━━ AVAILABLE RECORDS

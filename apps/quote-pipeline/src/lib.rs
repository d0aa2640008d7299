// Allow unwrap/expect in tests - tests should panic on unexpected errors
// Allow test-specific patterns and pedantic lints in test code
#![cfg_attr(
    test,
    allow(
        clippy::unwrap_used,
        clippy::expect_used,
        clippy::float_cmp,
        clippy::significant_drop_tightening,
        clippy::too_many_lines,
        clippy::match_same_arms,
        clippy::needless_pass_by_value,
        clippy::needless_collect,
        clippy::option_if_let_else,
        clippy::default_trait_access,
        clippy::items_after_statements,
        clippy::or_fun_call
    )
)]

//! Quote Pipeline - Rust Core Library
//!
//! Streaming quote ingestion with bisecting partial-batch recovery and
//! periodic multi-window SMA aggregation.
//!
//! # Architecture (Clean Architecture + Hexagonal)
//!
//! ## Layers (inside → outside)
//!
//! - **Domain**: Value objects and pure algorithms
//!   - `shared`: Instrument ids, timestamps, validation errors
//!   - `quote`: Raw payload normalization, quote points, validation rules
//!   - `ingest`: Batches, cursors, the bisection state machine
//!   - `aggregation`: Window sets, SMA computation, aggregate records
//!
//! - **Application**: Use cases and orchestration
//!   - `ports`: `PointStorePort`, `StreamTransportPort`, `OutputSinkPort`,
//!     `UpstreamQuotePort`, `SecretSourcePort`
//!   - `use_cases`: `IngestQuotes`, `ConsumeStream`, `AggregateQuotes`
//!   - `services`: Credential cache
//!
//! - **Infrastructure**: Adapters (implementations)
//!   - `persistence`: In-memory point store
//!   - `transport`: In-memory partitioned stream
//!   - `sink`: Arrow IPC and in-memory output sinks
//!   - `upstream`: HTTP and mock exchange-rate providers
//!   - `source`: JSON-lines reader and upstream poller
//!   - `secrets`: Environment variable secret source
//!
//! # Delivery
//!
//! The consumer writes to the point store before it acknowledges a cursor,
//! so delivery is at least once. Writes are idempotent on
//! `(instrument, timestamp)`, which makes redelivery harmless.

#![forbid(unsafe_code)]
#![warn(missing_docs)]
#![warn(clippy::pedantic)]

// =============================================================================
// Clean Architecture Layers
// =============================================================================

/// Domain layer - Core business logic with no external dependencies.
pub mod domain;

/// Application layer - Use cases and port definitions.
pub mod application;

/// Infrastructure layer - Adapters and external integrations.
pub mod infrastructure;

// =============================================================================
// Cross-cutting Modules
// =============================================================================

/// YAML configuration loading.
pub mod config;

/// Error codes shared across layers.
pub mod error;

/// Metrics and logging.
pub mod observability;

/// Backoff and retry for transient failures.
pub mod resilience;

/// Periodic aggregation trigger.
pub mod scheduler;

// =============================================================================
// Re-exports
// =============================================================================

// Domain re-exports
pub use domain::aggregation::{AggregateRecord, AsOfMode, SmaValue, WindowSpec};
pub use domain::ingest::{BatchCursor, ConsumeResult, IngestBatch};
pub use domain::quote::{NormalizedQuote, PriceField, QuotePoint, QuoteRules, RawQuote};
pub use domain::shared::{InstrumentId, Timestamp, ValidationError};

// Application re-exports
pub use application::ports::{OutputSinkPort, PointStorePort, StreamTransportPort};
pub use application::use_cases::{
    AggregateQuotesUseCase, AggregationReport, BisectingConsumer, ConsumeStreamUseCase,
    IngestQuotesUseCase,
};

// Infrastructure re-exports
pub use infrastructure::persistence::InMemoryPointStore;
pub use infrastructure::sink::{ArrowIpcSink, InMemoryOutputSink};
pub use infrastructure::transport::InMemoryStreamTransport;

pub use error::{ErrorCode, PipelineError};
pub use scheduler::AggregationScheduler;
impl<S> BisectingConsumer<S>
where
    S: PointStorePort,
{
    /// Create a new consumer.
    pub const fn new(
        store: Arc<S>,
        rules: QuoteRules,
        policy: RetryPolicy,
        operation_timeout: Duration,
    ) -> Self {
        Self {
            store,
            rules,
            policy,
            operation_timeout,
        }
    }

    /// Validate and write every point of `batch` in order.
    ///
    /// Returns `PartialFailure` at the first point that fails validation or
    /// that the store rejects; the points before it are written. Other store
    /// failures are returned as `Err` and nothing is reported as a data failure.
    pub async fn consume(&self, batch: &IngestBatch) -> Result<ConsumeResult, StoreError> {
        let previous = self.stored_predecessor(batch.partition()).await?;
        self.consume_after(batch, previous, &AtomicUsize::new(0)).await
    }

    async fn stored_predecessor(
        &self,
        partition: &InstrumentId,
    ) -> Result<Option<Predecessor>, StoreError> {
        let latest = with_timeout(self.operation_timeout, self.store.latest(partition)).await?;
        Ok(latest.as_ref().map(Predecessor::stored))
    }

    /// `written` is raised to the length of the longest prefix written so far.
    async fn consume_after(
        &self,
        batch: &IngestBatch,
        mut previous: Option<Predecessor>,
        written: &AtomicUsize,
    ) -> Result<ConsumeResult, StoreError> {
        for (index, point) in batch.points().iter().enumerate() {
            let failure = match self.validate(point, batch.partition(), previous).await? {
                Err(error) => Some(error),
                Ok(()) => match with_timeout(self.operation_timeout, self.store.append(point)).await {
                    Ok(()) => None,
                    Err(StoreError::Rejected { message }) => {
                        Some(ValidationError::StoreRejected { message })
                    }
                    Err(err) => return Err(err),
                },
            };
            if let Some(error) = failure {
                return Ok(ConsumeResult::PartialFailure {
                    failed_at_index: index,
                    error,
                });
            }
            written.fetch_max(index + 1, Ordering::Relaxed);
            previous = Some(Predecessor::in_batch(point));
        }
        Ok(ConsumeResult::Applied(batch.len()))
    }

    /// A point that regresses behind the store is still accepted when the
    /// store already holds it unchanged (a redelivered record).
    async fn validate(
        &self,
        point: &QuotePoint,
        partition: &InstrumentId,
        previous: Option<Predecessor>,
    ) -> Result<Result<(), ValidationError>, StoreError> {
        match self.rules.check_point(point, partition, previous) {
            Err(err @ ValidationError::TimestampRegression { .. })
                if previous.is_some_and(|p| p.source_sequence.is_none()) =>
            {
                let stored = with_timeout(
                    self.operation_timeout,
                    self.store.get(&point.instrument_id, point.timestamp),
                )
                .await?;
                Ok(if stored.as_ref() == Some(point) {
                    Ok(())
                } else {
                    Err(err)
                })
            }
            checked => Ok(checked),
        }
    }

    /// Drive `batch` to completion: apply, bisect, skip and drop as needed.
    pub async fn process(&self, batch: &IngestBatch, cancel: &CancellationToken) -> BatchOutcome {
        let partition = batch.partition();
        let mut outcome = BatchOutcome::starting_at(batch.cursor());
        if batch.is_empty() {
            return outcome;
        }

        let baseline = retry_transient(&self.policy, "point_store.latest", cancel, || {
            self.stored_predecessor(partition)
        })
        .await;
        let mut previous = match baseline {
            Ok(previous) => previous,
            Err(err) => {
                outcome.stall(partition, &err);
                return outcome;
            }
        };

        let mut state = BisectionState::new(batch.len(), self.policy.bisection_budget);

        while let Some(segment) = state.next_segment() {
            let slice = batch.slice(segment.start, segment.end);
            let written = AtomicUsize::new(0);
            let result = retry_transient(&self.policy, "point_store.write", cancel, || {
                self.consume_after(&slice, previous, &written)
            })
            .await;

            if let Ok(consumed) = &result {
                outcome.applied += consumed.written();
            }
            match result {
                Ok(ConsumeResult::Applied(_)) => {
                    if let Some(last) = slice.points().last() {
                        previous = Some(Predecessor::in_batch(last));
                    }
                    outcome.acked_through = batch.cursor().advance(segment.end);
                }
                Ok(ConsumeResult::PartialFailure {
                    failed_at_index,
                    error,
                }) => {
                    if let Some(last) = failed_at_index
                        .checked_sub(1)
                        .and_then(|i| slice.points().get(i))
                    {
                        previous = Some(Predecessor::in_batch(last));
                    }
                    outcome.acked_through = batch.cursor().advance(segment.start + failed_at_index);
                    self.on_data_failure(batch, &mut state, &mut outcome, segment, failed_at_index, &error);
                }
                Err(err) => {
                    let written = written.load(Ordering::Relaxed);
                    outcome.applied += written;
                    outcome.acked_through = batch.cursor().advance(segment.start + written);
                    tracing::warn!(
                        partition = %partition,
                        cursor = %outcome.acked_through,
                        error = %err,
                        "Batch stalled, leaving remainder for redelivery"
                    );
                    outcome.stall(partition, &err);
                    break;
                }
            }
        }

        outcome.rounds = state.rounds();
        record_points_applied(partition, outcome.applied);
        if outcome.rounds > 0 {
            record_bisection_rounds(partition, outcome.rounds);
        }
        outcome
    }

    fn on_data_failure(
        &self,
        batch: &IngestBatch,
        state: &mut BisectionState,
        outcome: &mut BatchOutcome,
        segment: Segment,
        failed_at_index: usize,
        error: &ValidationError,
    ) {
        let partition = batch.partition();
        match state.on_data_failure(segment, failed_at_index) {
            FailureAction::SkipRecord { offset } => {
                let cursor = batch.cursor().advance(offset);
                tracing::warn!(
                    partition = %partition,
                    cursor = %cursor,
                    error = %error,
                    "Skipping invalid record"
                );
                record_record_rejected(partition, error);
                outcome.terminal_failures.push(
                    PipelineError::data_validation(error.to_string())
                        .with_context("partition", partition)
                        .with_context("cursor", cursor),
                );
                outcome.acked_through = cursor.advance(1);
            }
            FailureAction::DropRemainder(remainder) => {
                let cursor = batch.cursor().advance(remainder.start);
                tracing::error!(
                    partition = %partition,
                    cursor = %cursor,
                    records = remainder.len(),
                    rounds = state.rounds(),
                    budget = self.policy.bisection_budget,
                    "Bisection budget exhausted, dropping remainder"
                );
                record_batch_dropped(partition, remainder.len());
                outcome.dropped += remainder.len();
                outcome.terminal_failures.push(
                    PipelineError::budget_exhausted(format!(
                        "dropped {} records after {} bisection rounds",
                        remainder.len(),
                        state.rounds()
                    ))
                    .with_context("partition", partition)
                    .with_context("cursor", cursor)
                    .with_context("cause", error),
                );
                outcome.acked_through = batch.cursor().advance(remainder.end);
            }
            FailureAction::Split { head, tail } => {
                tracing::debug!(
                    partition = %partition,
                    head_len = head.len(),
                    tail_len = tail.len(),
                    rounds = state.rounds(),
                    "Bisecting failed segment"
                );
            }
        }
    }
}
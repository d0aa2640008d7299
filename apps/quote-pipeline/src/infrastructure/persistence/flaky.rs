//! Fault-injecting point store wrapper.

use std::collections::BTreeSet;
use std::sync::atomic::{AtomicU64, AtomicUsize, Ordering};
use std::sync::{PoisonError, RwLock};

use async_trait::async_trait;

use crate::application::ports::{PointStorePort, ScanOrder, StoreError};
use crate::domain::quote::QuotePoint;
use crate::domain::shared::{InstrumentId, Timestamp};

/// Wraps a store and fails the next N appends or scans as unavailable.
///
/// Appends can also be refused by source sequence: permanently for chosen
/// sequences, or as unavailable for every sequence from a threshold on.
#[derive(Debug)]
pub struct FlakyPointStore<S> {
    inner: S,
    failing_appends: AtomicUsize,
    failing_scans: AtomicUsize,
    outage_from_sequence: AtomicU64,
    rejected_sequences: RwLock<BTreeSet<u64>>,
}

impl<S> FlakyPointStore<S> {
    /// Wrap a store with no faults armed.
    pub const fn new(inner: S) -> Self {
        Self {
            inner,
            failing_appends: AtomicUsize::new(0),
            failing_scans: AtomicUsize::new(0),
            outage_from_sequence: AtomicU64::new(u64::MAX),
            rejected_sequences: RwLock::new(BTreeSet::new()),
        }
    }

    /// Fail the next `n` calls to `append`.
    pub fn fail_next_appends(&self, n: usize) {
        self.failing_appends.store(n, Ordering::SeqCst);
    }

    /// Fail the next `n` calls to `range_scan`.
    pub fn fail_next_scans(&self, n: usize) {
        self.failing_scans.store(n, Ordering::SeqCst);
    }

    /// Fail every append of a point with `source_sequence >= sequence` as unavailable.
    pub fn fail_appends_from(&self, sequence: u64) {
        self.outage_from_sequence.store(sequence, Ordering::SeqCst);
    }

    /// Stop the outage armed by `fail_appends_from`.
    pub fn end_outage(&self) {
        self.outage_from_sequence.store(u64::MAX, Ordering::SeqCst);
    }

    /// Permanently reject appends of the point with this source sequence.
    pub fn reject_sequence(&self, sequence: u64) {
        self.rejected_sequences
            .write()
            .unwrap_or_else(PoisonError::into_inner)
            .insert(sequence);
    }

    /// The wrapped store.
    pub const fn inner(&self) -> &S {
        &self.inner
    }

    fn trip(counter: &AtomicUsize, operation: &str) -> Result<(), StoreError> {
        let tripped = counter
            .fetch_update(Ordering::SeqCst, Ordering::SeqCst, |n| n.checked_sub(1))
            .is_ok();
        if tripped {
            Err(StoreError::unavailable(format!("injected {operation} failure")))
        } else {
            Ok(())
        }
    }
}

#[async_trait]
impl<S: PointStorePort> PointStorePort for FlakyPointStore<S> {
    async fn append(&self, point: &QuotePoint) -> Result<(), StoreError> {
        Self::trip(&self.failing_appends, "append")?;
        let sequence = point.source_sequence;
        if self
            .rejected_sequences
            .read()
            .unwrap_or_else(PoisonError::into_inner)
            .contains(&sequence)
        {
            return Err(StoreError::Rejected {
                message: format!("sequence {sequence} refused"),
            });
        }
        if sequence >= self.outage_from_sequence.load(Ordering::SeqCst) {
            return Err(StoreError::unavailable(format!(
                "injected outage at sequence {sequence}"
            )));
        }
        self.inner.append(point).await
    }

    async fn range_scan(
        &self,
        instrument_id: &InstrumentId,
        from: Timestamp,
        to: Timestamp,
        limit: usize,
        order: ScanOrder,
    ) -> Result<Vec<QuotePoint>, StoreError> {
        Self::trip(&self.failing_scans, "range_scan")?;
        self.inner
            .range_scan(instrument_id, from, to, limit, order)
            .await
    }

    async fn get(
        &self,
        instrument_id: &InstrumentId,
        timestamp: Timestamp,
    ) -> Result<Option<QuotePoint>, StoreError> {
        self.inner.get(instrument_id, timestamp).await
    }

    async fn instruments(&self) -> Result<Vec<InstrumentId>, StoreError> {
        self.inner.instruments().await
    }

    async fn latest(&self, instrument_id: &InstrumentId) -> Result<Option<QuotePoint>, StoreError> {
        self.inner.latest(instrument_id).await
    }
}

━━━━

__WORK INSTRUCTIONS__: Wherever the word "slice" turns up in the records above, copy the line that holds it.

__RESPONSE AREA__:
            let slice = batch.slice(segment.start, segment.end);
                self.consume_after(&slice, previous, &written)
                    if let Some(last) = slice.points().last() {
                        .and_then(|i| slice.points().get(i))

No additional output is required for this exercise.